**** DATA SHOWN ****
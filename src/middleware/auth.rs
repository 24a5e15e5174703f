// src/middleware/auth.rs

use axum::{
    extract::{FromRequestParts, Request, State},
    http::request::Parts,
    middleware::Next,
    response::Response,
};
use axum_extra::headers::{authorization::Bearer, Authorization, HeaderMapExt};

use crate::{common::error::AppError, config::AppState, models::auth::AdminSession};

// Protege as rotas administrativas: exige "Authorization: Bearer <jwt>"
pub async fn auth_guard(
    State(app_state): State<AppState>,
    mut request: Request,
    next: Next,
) -> Result<Response, AppError> {
    let bearer = request
        .headers()
        .typed_get::<Authorization<Bearer>>()
        .ok_or(AppError::InvalidToken)?;

    let session = app_state.auth_service.validate_token(bearer.token())?;

    // Insere a sessão nos "extensions" da requisição
    request.extensions_mut().insert(session);
    Ok(next.run(request).await)
}

// Extrator para obter o administrador autenticado diretamente nos handlers
pub struct AuthenticatedAdmin(pub AdminSession);

impl<S> FromRequestParts<S> for AuthenticatedAdmin
where
    S: Send + Sync,
{
    type Rejection = AppError;

    async fn from_request_parts(parts: &mut Parts, _state: &S) -> Result<Self, Self::Rejection> {
        parts
            .extensions
            .get::<AdminSession>()
            .cloned()
            .map(AuthenticatedAdmin)
            .ok_or(AppError::InvalidToken)
    }
}

#[cfg(test)]
mod tests {
    use super::*;
    use crate::common::response::ApiResponse;
    use axum::{
        body::Body,
        http::{header, Request as HttpRequest, StatusCode},
        middleware::from_fn_with_state,
        response::IntoResponse,
        routing::get,
        Json, Router,
    };
    use serde_json::Value;
    use tower::ServiceExt;

    async fn me(AuthenticatedAdmin(session): AuthenticatedAdmin) -> impl IntoResponse {
        Json(ApiResponse::ok(session.email))
    }

    fn app() -> (Router, AppState) {
        let state = AppState::for_tests();
        let router = Router::new()
            .route("/api/eu", get(me))
            .route_layer(from_fn_with_state(state.clone(), auth_guard))
            .with_state(state.clone());
        (router, state)
    }

    async fn call(router: Router, authorization: Option<String>) -> (StatusCode, Value) {
        let mut request = HttpRequest::builder().uri("/api/eu").method("GET");
        if let Some(value) = authorization {
            request = request.header(header::AUTHORIZATION, value);
        }
        let response = router
            .oneshot(request.body(Body::empty()).unwrap())
            .await
            .unwrap();
        let status = response.status();
        let bytes = axum::body::to_bytes(response.into_body(), usize::MAX)
            .await
            .unwrap();
        (status, serde_json::from_slice(&bytes).unwrap())
    }

    #[tokio::test]
    async fn missing_bearer_is_rejected_with_envelope() {
        let (router, _) = app();
        let (status, body) = call(router, None).await;
        assert_eq!(status, StatusCode::UNAUTHORIZED);
        assert_eq!(body["success"], false);
        assert!(body["data"].is_null());
    }

    #[tokio::test]
    async fn garbage_token_is_rejected() {
        let (router, _) = app();
        let (status, body) = call(router, Some("Bearer nao-e-um-jwt".into())).await;
        assert_eq!(status, StatusCode::UNAUTHORIZED);
        assert_eq!(body["success"], false);
    }

    #[tokio::test]
    async fn valid_token_reaches_the_handler() {
        let (router, state) = app();
        let token = state
            .auth_service
            .login("admin@loja.com", "segredo123")
            .await
            .unwrap();

        let (status, body) = call(router, Some(format!("Bearer {}", token))).await;
        assert_eq!(status, StatusCode::OK);
        assert_eq!(body["success"], true);
        assert_eq!(body["data"], "admin@loja.com");
        assert!(body["error"].is_null());
    }
}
****
# [TO DO]
In the records above, locate the lines holding the word "Some". Copy each of them.

# [COMPLETED TASK]
        if let Some(value) = authorization {
        let (status, body) = call(router, Some("Bearer nao-e-um-jwt".into())).await;
        let (status, body) = call(router, Some(format!("Bearer {}", token))).await;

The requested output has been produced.